*** Records for processing Section Begins ***

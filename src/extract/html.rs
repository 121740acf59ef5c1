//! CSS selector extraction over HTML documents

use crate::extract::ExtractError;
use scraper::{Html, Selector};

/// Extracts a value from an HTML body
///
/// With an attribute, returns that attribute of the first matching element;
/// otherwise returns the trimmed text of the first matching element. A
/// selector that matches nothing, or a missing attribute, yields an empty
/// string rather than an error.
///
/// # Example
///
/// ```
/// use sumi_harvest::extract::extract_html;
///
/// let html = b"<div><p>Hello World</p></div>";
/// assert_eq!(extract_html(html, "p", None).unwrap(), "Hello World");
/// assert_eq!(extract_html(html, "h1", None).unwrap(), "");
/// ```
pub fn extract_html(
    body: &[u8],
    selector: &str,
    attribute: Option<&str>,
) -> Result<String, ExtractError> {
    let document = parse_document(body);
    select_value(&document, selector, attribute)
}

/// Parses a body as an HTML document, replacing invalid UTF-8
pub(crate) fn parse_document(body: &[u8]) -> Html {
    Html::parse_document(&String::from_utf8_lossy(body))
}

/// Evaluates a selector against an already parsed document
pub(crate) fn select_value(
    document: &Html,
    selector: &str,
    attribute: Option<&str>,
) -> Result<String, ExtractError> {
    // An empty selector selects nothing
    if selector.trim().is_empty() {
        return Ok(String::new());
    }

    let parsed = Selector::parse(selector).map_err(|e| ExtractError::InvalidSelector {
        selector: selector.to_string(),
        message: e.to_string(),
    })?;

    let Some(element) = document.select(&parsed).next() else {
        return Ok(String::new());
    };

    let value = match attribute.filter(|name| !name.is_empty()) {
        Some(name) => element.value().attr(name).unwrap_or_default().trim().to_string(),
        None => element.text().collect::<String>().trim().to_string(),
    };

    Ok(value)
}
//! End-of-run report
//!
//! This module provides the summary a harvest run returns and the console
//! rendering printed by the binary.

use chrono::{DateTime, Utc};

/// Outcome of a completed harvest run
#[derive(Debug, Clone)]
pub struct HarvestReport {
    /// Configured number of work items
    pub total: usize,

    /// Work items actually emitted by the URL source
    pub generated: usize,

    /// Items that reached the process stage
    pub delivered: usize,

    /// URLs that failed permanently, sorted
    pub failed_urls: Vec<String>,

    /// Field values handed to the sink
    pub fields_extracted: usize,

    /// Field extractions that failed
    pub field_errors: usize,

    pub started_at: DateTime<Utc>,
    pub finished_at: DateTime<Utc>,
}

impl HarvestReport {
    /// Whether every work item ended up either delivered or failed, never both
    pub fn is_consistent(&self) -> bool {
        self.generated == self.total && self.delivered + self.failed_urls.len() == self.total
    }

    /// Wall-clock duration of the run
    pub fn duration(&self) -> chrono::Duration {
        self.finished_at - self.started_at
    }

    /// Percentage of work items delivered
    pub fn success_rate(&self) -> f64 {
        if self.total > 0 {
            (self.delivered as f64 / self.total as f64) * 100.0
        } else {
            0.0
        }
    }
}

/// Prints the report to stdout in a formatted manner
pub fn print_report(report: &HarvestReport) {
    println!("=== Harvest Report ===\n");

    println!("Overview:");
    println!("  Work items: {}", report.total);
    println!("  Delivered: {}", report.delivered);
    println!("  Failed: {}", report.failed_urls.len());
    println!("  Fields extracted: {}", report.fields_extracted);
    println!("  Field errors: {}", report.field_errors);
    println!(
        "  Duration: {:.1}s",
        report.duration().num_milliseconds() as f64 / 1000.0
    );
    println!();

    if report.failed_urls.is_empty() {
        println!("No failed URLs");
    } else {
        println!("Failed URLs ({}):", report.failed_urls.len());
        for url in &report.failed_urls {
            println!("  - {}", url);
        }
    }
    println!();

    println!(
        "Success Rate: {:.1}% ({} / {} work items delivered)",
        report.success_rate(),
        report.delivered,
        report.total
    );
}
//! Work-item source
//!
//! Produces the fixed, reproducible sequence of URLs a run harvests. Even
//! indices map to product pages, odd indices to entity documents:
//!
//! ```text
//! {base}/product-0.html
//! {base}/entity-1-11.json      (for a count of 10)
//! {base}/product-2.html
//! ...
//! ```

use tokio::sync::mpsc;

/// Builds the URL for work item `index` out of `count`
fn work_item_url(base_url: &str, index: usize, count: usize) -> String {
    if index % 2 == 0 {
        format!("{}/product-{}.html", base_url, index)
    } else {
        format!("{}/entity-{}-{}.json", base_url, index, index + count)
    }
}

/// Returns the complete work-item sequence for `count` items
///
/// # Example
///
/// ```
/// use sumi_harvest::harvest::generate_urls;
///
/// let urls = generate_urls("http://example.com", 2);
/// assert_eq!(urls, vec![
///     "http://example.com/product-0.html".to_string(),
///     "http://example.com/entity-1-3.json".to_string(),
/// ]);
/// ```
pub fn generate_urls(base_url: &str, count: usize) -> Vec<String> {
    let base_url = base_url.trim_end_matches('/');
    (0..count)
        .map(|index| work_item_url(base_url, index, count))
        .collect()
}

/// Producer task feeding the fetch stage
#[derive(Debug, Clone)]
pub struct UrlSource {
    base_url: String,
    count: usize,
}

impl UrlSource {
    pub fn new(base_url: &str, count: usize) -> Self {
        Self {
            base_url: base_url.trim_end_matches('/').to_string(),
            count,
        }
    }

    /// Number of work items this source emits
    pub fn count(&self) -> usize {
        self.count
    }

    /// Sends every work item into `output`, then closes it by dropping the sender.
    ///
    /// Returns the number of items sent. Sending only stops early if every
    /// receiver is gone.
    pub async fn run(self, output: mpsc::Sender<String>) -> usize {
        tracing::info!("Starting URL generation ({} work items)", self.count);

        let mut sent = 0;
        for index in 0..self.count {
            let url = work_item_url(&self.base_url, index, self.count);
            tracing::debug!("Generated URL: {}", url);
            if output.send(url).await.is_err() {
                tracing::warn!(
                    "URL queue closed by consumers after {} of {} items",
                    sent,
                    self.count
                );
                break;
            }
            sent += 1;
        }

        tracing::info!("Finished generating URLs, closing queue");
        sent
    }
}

*** Records for processing Section Ends ***

== Exercise ==
What lines above mention "queue"? Copy each one.

== Exercise answer ==
                    "URL queue closed by consumers after {} of {} items",
        tracing::info!("Finished generating URLs, closing queue");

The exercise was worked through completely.